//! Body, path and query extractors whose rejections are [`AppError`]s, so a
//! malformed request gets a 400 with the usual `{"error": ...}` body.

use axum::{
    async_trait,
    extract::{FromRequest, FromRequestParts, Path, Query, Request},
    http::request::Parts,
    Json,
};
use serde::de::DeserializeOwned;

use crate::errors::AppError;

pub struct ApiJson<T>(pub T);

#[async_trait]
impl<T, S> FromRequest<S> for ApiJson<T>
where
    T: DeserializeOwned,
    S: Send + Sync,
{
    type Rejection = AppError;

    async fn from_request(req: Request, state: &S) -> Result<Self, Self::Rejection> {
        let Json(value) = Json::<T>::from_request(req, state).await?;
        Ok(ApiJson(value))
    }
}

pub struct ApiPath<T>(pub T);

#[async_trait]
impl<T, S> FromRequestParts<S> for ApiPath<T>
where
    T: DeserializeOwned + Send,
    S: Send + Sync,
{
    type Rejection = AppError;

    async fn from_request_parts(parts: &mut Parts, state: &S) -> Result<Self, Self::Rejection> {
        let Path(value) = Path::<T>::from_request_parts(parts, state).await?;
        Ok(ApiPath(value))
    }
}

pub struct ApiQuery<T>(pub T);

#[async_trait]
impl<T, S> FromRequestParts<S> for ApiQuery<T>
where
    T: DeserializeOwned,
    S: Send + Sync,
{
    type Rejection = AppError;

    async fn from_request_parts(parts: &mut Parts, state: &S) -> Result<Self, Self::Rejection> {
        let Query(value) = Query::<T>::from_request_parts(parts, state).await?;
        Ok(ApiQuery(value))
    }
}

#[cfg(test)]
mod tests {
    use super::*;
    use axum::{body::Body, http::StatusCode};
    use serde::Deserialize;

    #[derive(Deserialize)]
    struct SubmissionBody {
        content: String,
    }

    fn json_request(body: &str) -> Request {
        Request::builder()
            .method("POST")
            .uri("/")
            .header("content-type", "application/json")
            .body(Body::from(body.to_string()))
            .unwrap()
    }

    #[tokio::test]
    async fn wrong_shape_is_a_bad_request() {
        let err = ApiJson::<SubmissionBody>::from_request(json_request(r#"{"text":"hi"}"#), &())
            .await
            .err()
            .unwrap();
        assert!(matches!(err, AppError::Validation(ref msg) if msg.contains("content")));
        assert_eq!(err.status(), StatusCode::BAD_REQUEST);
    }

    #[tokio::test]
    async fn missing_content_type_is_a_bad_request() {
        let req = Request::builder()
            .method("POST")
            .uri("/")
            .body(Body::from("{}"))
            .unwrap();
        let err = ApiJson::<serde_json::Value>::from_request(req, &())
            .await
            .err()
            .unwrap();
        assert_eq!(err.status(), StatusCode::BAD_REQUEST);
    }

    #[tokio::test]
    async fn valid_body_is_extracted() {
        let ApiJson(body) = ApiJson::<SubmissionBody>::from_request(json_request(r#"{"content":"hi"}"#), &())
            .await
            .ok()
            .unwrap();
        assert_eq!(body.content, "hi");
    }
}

==

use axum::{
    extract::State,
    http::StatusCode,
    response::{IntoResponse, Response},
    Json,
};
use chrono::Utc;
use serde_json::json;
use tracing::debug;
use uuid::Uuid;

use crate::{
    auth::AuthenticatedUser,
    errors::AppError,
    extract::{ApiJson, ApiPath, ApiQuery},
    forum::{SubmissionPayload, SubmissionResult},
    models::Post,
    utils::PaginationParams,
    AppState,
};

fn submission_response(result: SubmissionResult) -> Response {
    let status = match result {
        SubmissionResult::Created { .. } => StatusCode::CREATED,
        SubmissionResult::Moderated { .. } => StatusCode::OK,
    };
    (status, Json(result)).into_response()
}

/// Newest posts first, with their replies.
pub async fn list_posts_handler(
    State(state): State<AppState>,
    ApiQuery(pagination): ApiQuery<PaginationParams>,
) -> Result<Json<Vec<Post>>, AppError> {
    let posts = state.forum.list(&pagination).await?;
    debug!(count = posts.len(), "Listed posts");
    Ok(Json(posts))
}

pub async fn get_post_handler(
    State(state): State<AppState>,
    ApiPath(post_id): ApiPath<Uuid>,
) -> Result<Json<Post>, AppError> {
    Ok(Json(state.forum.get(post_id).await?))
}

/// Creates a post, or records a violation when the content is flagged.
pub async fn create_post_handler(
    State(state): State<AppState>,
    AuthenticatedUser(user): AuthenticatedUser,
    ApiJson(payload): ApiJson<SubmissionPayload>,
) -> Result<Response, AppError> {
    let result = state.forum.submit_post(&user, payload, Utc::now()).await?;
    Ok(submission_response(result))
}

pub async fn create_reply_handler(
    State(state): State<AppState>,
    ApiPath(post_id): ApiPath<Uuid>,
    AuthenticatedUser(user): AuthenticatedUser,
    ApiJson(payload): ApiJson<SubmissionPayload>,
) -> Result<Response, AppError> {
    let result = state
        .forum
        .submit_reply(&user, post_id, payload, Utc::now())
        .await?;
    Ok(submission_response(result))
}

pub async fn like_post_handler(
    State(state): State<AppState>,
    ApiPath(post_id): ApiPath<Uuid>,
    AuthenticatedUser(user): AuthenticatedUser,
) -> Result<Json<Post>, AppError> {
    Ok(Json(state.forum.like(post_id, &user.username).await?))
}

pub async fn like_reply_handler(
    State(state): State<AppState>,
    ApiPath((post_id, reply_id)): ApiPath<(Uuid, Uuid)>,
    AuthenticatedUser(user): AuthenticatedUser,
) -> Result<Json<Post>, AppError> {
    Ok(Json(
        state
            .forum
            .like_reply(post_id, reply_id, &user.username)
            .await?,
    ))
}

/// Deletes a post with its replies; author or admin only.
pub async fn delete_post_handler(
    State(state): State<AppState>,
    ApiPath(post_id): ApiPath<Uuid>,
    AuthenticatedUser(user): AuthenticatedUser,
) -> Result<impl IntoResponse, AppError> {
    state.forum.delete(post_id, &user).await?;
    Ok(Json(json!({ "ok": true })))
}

PROBLEM STATEMENT: For this exercise, output exactly the lines above from the line with "impl<T, S> FromRequestParts<S> for ApiPath<T>" to the line with "async fn wrong_shape_is_a_bad_request()", counting both, and leave out the rest.

COMPLETED TASK:
impl<T, S> FromRequestParts<S> for ApiPath<T>
where
    T: DeserializeOwned + Send,
    S: Send + Sync,
{
    type Rejection = AppError;

    async fn from_request_parts(parts: &mut Parts, state: &S) -> Result<Self, Self::Rejection> {
        let Path(value) = Path::<T>::from_request_parts(parts, state).await?;
        Ok(ApiPath(value))
    }
}

pub struct ApiQuery<T>(pub T);

#[async_trait]
impl<T, S> FromRequestParts<S> for ApiQuery<T>
where
    T: DeserializeOwned,
    S: Send + Sync,
{
    type Rejection = AppError;

    async fn from_request_parts(parts: &mut Parts, state: &S) -> Result<Self, Self::Rejection> {
        let Query(value) = Query::<T>::from_request_parts(parts, state).await?;
        Ok(ApiQuery(value))
    }
}

#[cfg(test)]
mod tests {
    use super::*;
    use axum::{body::Body, http::StatusCode};
    use serde::Deserialize;

    #[derive(Deserialize)]
    struct SubmissionBody {
        content: String,
    }

    fn json_request(body: &str) -> Request {
        Request::builder()
            .method("POST")
            .uri("/")
            .header("content-type", "application/json")
            .body(Body::from(body.to_string()))
            .unwrap()
    }

    #[tokio::test]
    async fn wrong_shape_is_a_bad_request() {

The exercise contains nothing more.